Barcelona: Geldstrafe für Airbnb und Homeaway

Die linke Stadtregierung von Barcelona will gegen die Wohnungsvermittlungsportale Airbnb und Homeaway Bußgelder in Höhe von jeweils 600.000 Euro verhängen.

Wie das Rathaus der nordostspanischen Metropole mittelte, soll damit dieVermittlung von privaten Ferienwohnungen ohne Genehmigung der Stadt bestraft werden.

Sowohl Airbnb wie auch Homeaway hätten nach Verhängung einer ersten Strafe in Höhe von je 30.000 Euro im Dezember 2015 weiter illegal Wohnungen vermittelt. Airbnb kündigte unterdessen Rechtsmittel gegen die Strafe an.

"Es gibt bei uns Tausende von Wohnungen, die ohne Genehmigung vermietet werden und für deren Ausbeutung überhaupt keine Steuern entrichtet werden", erklärte Bürgermeisterin Ada Colau im Interview des Radiosenders "Catalunya Radio". Die frühere Linksaktivistin und Ex-Hausbesetzerin sagte, die Einwohner der Stadt würden zudem vom ausufernden Massentourismus in Mitleidenschaft gezogen.

Bildergalerie Metropolen der Welt (Fotolia/Halfpoint)

Um die 30 Millionen Touristen besuchen Barcelona jährlich

Barcelona ist die meistbesuchte Stadt Spaniens und in Europa einer der größten Touristen-Magnete.
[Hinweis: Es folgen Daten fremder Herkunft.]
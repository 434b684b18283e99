// ABOUTME: Quality and confidence scoring strategies for generated text.
// ABOUTME: Heuristic keyword-based defaults sit behind narrow traits so they can be swapped.

use crate::validate::{CRITERIA_HEADER, MAX_CRITERIA, MIN_CRITERIA, STORY_OPENING, criteria_lines};

/// Confidence below which an agent's output triggers a consultation round.
pub const CONFIDENCE_THRESHOLD: f64 = 0.55;

/// Scores a candidate story's structural quality in [0, 1].
pub trait QualityScorer: Send + Sync {
    fn score(&self, candidate: &str) -> f64;
}

/// Scores how confident a piece of agent prose reads, in [0, 1].
pub trait ConfidenceScorer: Send + Sync {
    fn confidence(&self, text: &str) -> f64;
}

// Weights for the quality score. The three structural gates contribute the
// fixed portion; keyword signals fill the remainder up to 1.0.
const W_OPENING: f64 = 0.3;
const W_HEADER: f64 = 0.2;
const W_COUNT: f64 = 0.15;
const W_OBLIGATION: f64 = 0.15;
const W_MEASURABILITY: f64 = 0.1;
const W_COVERAGE: f64 = 0.1;

const OBLIGATION_KEYWORDS: &[&str] = &[
    "must",
    "should",
    "will",
    "can",
    "needs to",
    "is required to",
];

const MEASURABILITY_KEYWORDS: &[&str] = &[
    "measured",
    "tracked",
    "percentage",
    "within",
    "at least",
    "no more than",
    "per minute",
    "seconds",
];

/// Specialty vocabularies; coverage counts how many specialties the text
/// touches at all, not how often.
const SPECIALTY_ASPECTS: &[&[&str]] = &[
    &["technical", "performance", "api", "integration"],
    &["usability", "user experience", "ux", "interface", "accessible"],
    &["business", "stakeholder", "value", "priority"],
    &["quality", "test", "testable", "measurable"],
];

/// Default quality scorer: three structural gates, then weighted keyword
/// signals. Any gate failure forces the score to 0 so non-conformant text
/// is never treated as high quality.
#[derive(Debug, Clone, Copy, Default)]
pub struct HeuristicQuality;

impl QualityScorer for HeuristicQuality {
    fn score(&self, candidate: &str) -> f64 {
        let first_line = candidate.lines().next().unwrap_or("");
        let opening_ok = candidate.starts_with(STORY_OPENING) && first_line.contains("so that");
        let header_ok = candidate.matches(CRITERIA_HEADER).count() == 1;

        let criteria = criteria_lines(candidate);
        let count_ok = (MIN_CRITERIA..=MAX_CRITERIA).contains(&criteria.len());

        if !(opening_ok && header_ok && count_ok) {
            return 0.0;
        }

        let mut score = W_OPENING + W_HEADER + W_COUNT;
        score += W_OBLIGATION * keyword_fraction(&criteria, OBLIGATION_KEYWORDS);
        score += W_MEASURABILITY * keyword_fraction(&criteria, MEASURABILITY_KEYWORDS);
        score += W_COVERAGE * aspect_coverage(candidate);
        score.min(1.0)
    }
}

/// Fraction of criteria lines containing at least one of the keywords.
fn keyword_fraction(criteria: &[&str], keywords: &[&str]) -> f64 {
    if criteria.is_empty() {
        return 0.0;
    }
    let hits = criteria
        .iter()
        .filter(|line| {
            let lower = line.to_lowercase();
            keywords.iter().any(|kw| lower.contains(kw))
        })
        .count();
    hits as f64 / criteria.len() as f64
}

/// Fraction of specialty aspects mentioned anywhere in the text.
fn aspect_coverage(text: &str) -> f64 {
    let lower = text.to_lowercase();
    let covered = SPECIALTY_ASPECTS
        .iter()
        .filter(|aspect| aspect.iter().any(|kw| lower.contains(kw)))
        .count();
    covered as f64 / SPECIALTY_ASPECTS.len() as f64
}

// Confidence heuristic tuning. Base confidence grows with length up to the
// cap; hedges and assertions shift it; lexical diversity adds the rest.
const LENGTH_CAP: f64 = 0.6;
const LENGTH_DIVISOR: f64 = 120.0;
const HEDGE_PENALTY: f64 = 0.08;
const ASSERTIVE_BONUS: f64 = 0.08;
const DIVERSITY_WEIGHT: f64 = 0.25;

const HEDGING_PHRASES: &[&str] = &[
    "i am unsure",
    "i'm unsure",
    "it might be",
    "i think",
    "possibly",
    "perhaps",
    "not sure",
    "may be",
    "unclear",
];

const ASSERTIVE_PHRASES: &[&str] = &[
    "i am confident",
    "i'm confident",
    "certainly",
    "definitely",
    "clearly",
    "without doubt",
];

/// Default confidence scorer over raw agent prose. Deterministic and bounded
/// to [0, 1] for arbitrary input; empty text scores 0.
#[derive(Debug, Clone, Copy, Default)]
pub struct HeuristicConfidence;

impl ConfidenceScorer for HeuristicConfidence {
    fn confidence(&self, text: &str) -> f64 {
        let words: Vec<&str> = text.split_whitespace().collect();
        if words.is_empty() {
            return 0.0;
        }

        let mut confidence = (words.len() as f64 / LENGTH_DIVISOR).min(LENGTH_CAP);

        let lower = text.to_lowercase();
        for phrase in HEDGING_PHRASES {
            confidence -= HEDGE_PENALTY * lower.matches(phrase).count() as f64;
        }
        for phrase in ASSERTIVE_PHRASES {
            confidence += ASSERTIVE_BONUS * lower.matches(phrase).count() as f64;
        }

        let unique: std::collections::HashSet<String> =
            words.iter().map(|w| w.to_lowercase()).collect();
        confidence += DIVERSITY_WEIGHT * (unique.len() as f64 / words.len() as f64);

        confidence.clamp(0.0, 1.0)
    }
}

#[cfg(test)]
mod tests {
    use super::*;

    const GOOD_STORY: &str = "As a user, I want to log in securely so that I can access my account.\n\n\
        Acceptance Criteria:\n\
        1. The login form must validate credentials against the technical authentication service.\n\
        2. Failed attempts must be tracked and limited to five per minute.\n\
        3. The usability of the flow should be measured through a quality survey owned by the business.";

    #[test]
    fn good_story_scores_high() {
        let score = HeuristicQuality.score(GOOD_STORY);
        assert!(score >= 0.8, "expected high score, got {score}");
        assert!(score <= 1.0);
    }

    #[test]
    fn score_is_deterministic() {
        let a = HeuristicQuality.score(GOOD_STORY);
        let b = HeuristicQuality.score(GOOD_STORY);
        assert_eq!(a, b);
    }

    #[test]
    fn opening_gate_forces_zero() {
        let story = GOOD_STORY.replace("As a user, I want", "We would like");
        assert_eq!(HeuristicQuality.score(&story), 0.0);
    }

    #[test]
    fn header_gate_forces_zero() {
        let story = GOOD_STORY.replace("Acceptance Criteria:", "Checklist:");
        assert_eq!(HeuristicQuality.score(&story), 0.0);
    }

    #[test]
    fn count_gate_forces_zero_despite_keywords() {
        // Keyword-rich but only two criteria: the gate must win.
        let story = "As a user, I want X so that Y.\n\nAcceptance Criteria:\n\
            1. Must be measured, tracked, technical, usability, business, quality.\n\
            2. Should be measurable within seconds.";
        assert_eq!(HeuristicQuality.score(story), 0.0);
    }

    #[test]
    fn gates_alone_give_base_score() {
        let story = "As a user, I want X so that Y.\n\nAcceptance Criteria:\n\
            1. Alpha beta.\n2. Gamma delta.\n3. Epsilon zeta.";
        let score = HeuristicQuality.score(story);
        assert!((score - 0.65).abs() < 1e-9, "base-only score was {score}");
    }

    #[test]
    fn empty_text_has_zero_confidence() {
        assert_eq!(HeuristicConfidence.confidence(""), 0.0);
        assert_eq!(HeuristicConfidence.confidence("   \n\t "), 0.0);
    }

    #[test]
    fn confidence_is_bounded_for_arbitrary_text() {
        let shouty = "definitely certainly clearly ".repeat(50);
        let long = "word ".repeat(5000);
        let samples: Vec<&str> = vec![
            "ok",
            "I am unsure, it might be possibly perhaps not sure unclear.",
            &shouty,
            &long,
            "\u{1F600} emoji only",
        ];
        for text in samples {
            let c = HeuristicConfidence.confidence(text);
            assert!((0.0..=1.0).contains(&c), "confidence {c} out of range for {text:?}");
        }
    }

    #[test]
    fn hedging_lowers_confidence_relative_to_assertive() {
        let hedged = "I am unsure about this, it might be the wrong approach, not sure.";
        let assertive = "I am confident in this approach, it is definitely the right one here.";
        assert!(
            HeuristicConfidence.confidence(hedged) < HeuristicConfidence.confidence(assertive)
        );
    }

    #[test]
    fn repetition_lowers_confidence() {
        let varied = "The login flow requires credential validation, session handling, and audit logging for traceability.";
        let repeated = "login login login login login login login login login login login login login login";
        assert!(
            HeuristicConfidence.confidence(repeated) < HeuristicConfidence.confidence(varied)
        );
    }
}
Durch die steigenden Besucherzahlen kletterten die Immobilienpreise in den vergangenen Jahren rasant in die Höhe, Häuser und Wohnungen im Stadtinneren sind für die meisten Einheimischen unbezahlbar geworden. "Tourismus ist in unseren Augen positiv, aber er war zuletzt aus dem Gleichgewicht geraten und hat bewirkt, dass das Grundrecht auf eine Wohnung verletzt wird", erklärte die 42 Jahre alte Bürgermeisterin.

Eine ähnliche Debatte gibt es etwa in Paris und Berlin. In der deutschen Hauptstadt gilt seit Mai ein Ferienwohnungsverbot. Bundeswirtschaftsminister Sigmar Gabriel sprach sich zuletzt für eine stärkere Regulierung von Buchungsplattformen aus. Seinen Worten zufolge sind viele von diesen nur so erfolgreich, weil sie Versicherungs- und Haftungsfragen ausblenden und eine ordnungsgemäße Versteuerung ihrer Erlöse umgehen.